A Journey Into Deep Time with Lee Ufan
By John-Baptiste Oduor – 17 July 2026, Avignon

During the lull between the heatwaves that swept through Europe during early summer 2026, I met the artist Lee Ufan behind the medieval walls of the Palais des Papes, a fortress in Avignon in which the papacy lay in exile during the 14th century. Lee, too, is in a way in a kind of exile, not so much from any one place but from the modern world. He is interested, in his words, in the “origin of mankind’s habitat”. What he means by this is the most basic and simple ways of constructing forms, whether they are towers made of slate or thick lines drawn with a brush.

Inside the Palais, Lee, who turned 90 at the end of June, has placed a series of new sculptures, paintings and an installation comprising 60 tonnes of slate as part of an exhibition titled Relatum, which explores the relationship between the man-made and the natural.

Much of his thinking around these subjects has emerged out of the Japanese School of Things, or Mono-ha, an avant-garde movement interested in the materiality of objects that have not been altered. But while Lee has been influenced by the minimalist American tradition of artists including Donald Judd, he is seemingly free of the anxiety that plagued many Western artists during the 1960s that embracing simplicity would make it impossible to distinguish between an artwork and an ordinary object you might encounter outside the gallery. What distinguishes Lee is his own embrace of simplicity: he is interested, primarily, in the understanding that comes from presenting the world “as it is”.

Lee Ufan at Gallery Shinjuku, Tokyo, 1969.

Lee Ufan at Gallery Shinjuku, Tokyo, 1969. Courtesy Studio Lee Ufan. Photo: Shigeo Anzai.

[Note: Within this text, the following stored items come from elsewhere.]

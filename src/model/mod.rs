#![forbid(unsafe_code)]

//! Data model shared by the compiler, the processors and the backends.

mod element;
mod lookup;
pub mod path;
mod result;
mod traveler;
mod value;

pub use element::{DataElement, Edge, GraphElement, Vertex};
pub use lookup::ElementLookup;
pub use path::{Field, FieldPath, Namespace};
pub use result::{AggregationResult, QueryResult};
pub use traveler::{PathStep, Payload, Signal, Traveler};
pub use value::Value;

Walking into the large halls of the Grande Chapelle, the bare walls marked by stains and attempts at repair, Lee pointed to the landscape of black slate tiles with which he had covered the floor. “This is the primitive room,” he said through his translator. What he wanted to make clear was that his work was attempting to set up a confrontation between two different versions of the very old—one natural and one man-made—the barriers between them marked by the cable protecting the artwork from being trodden on.

But then Lee did something strange. He asked the audience to step over this barrier and walk on the art. The curator was caught off-guard but acquiesced. We could, with the artist’s permission, walk on the work; these were exceptional circumstances (visitors to the show will sadly not be so lucky). On the slates you could hear your own feet breaking the rock beneath you, see it shift under your weight and look at the child’s-height stack of slate that Lee had placed in the centre of the room.

Next to the slate, its layers formed of compressed clay and volcanic ash, the Palais, which had seemed so grand and so ancient when I saw it from the outside, looked as if it could have been the inside of a Tesla car, or a rocket ship. Lee’s art works best when it prompts the viewer to perceive these contrasts: between our ordinary conception of the ancient past, and something far more primitive and basic. The effect of this confrontation is that the viewer is challenged in their veneration of the past and of tradition that has become an obsession in Europe. The work offers, as an alternative, something which is both more ancient and more modern.

Lee spent much of his adult life in Japan and France, although he was born in 1936 in Haman-gun, a town in south-eastern Korea. There he learned first to work in inkbrush painting, a medium with origins in seventh-century Tang China, the influence of which is visible in his gestural 1970s–1980s series of paintings, From Point and From Line, comprising repeated dots or lines, each one ending only when no paint remained on the brush. Lee’s decision to abandon his fine art studies at the prestigious Seoul University for philosophy at Japan’s Nihon University, only a decade after Korea gained independence from Japanese rule, provoked suspicion, which he struggled to shake on both sides of the East Sea. The exclusionary nature of Japan’s art world, by which Lee was nevertheless influenced, was also a source of alienation. He notably wrote that: “I do not exist in Japan, and if I got to Korea I cannot confirm [for myself] a definite reality.”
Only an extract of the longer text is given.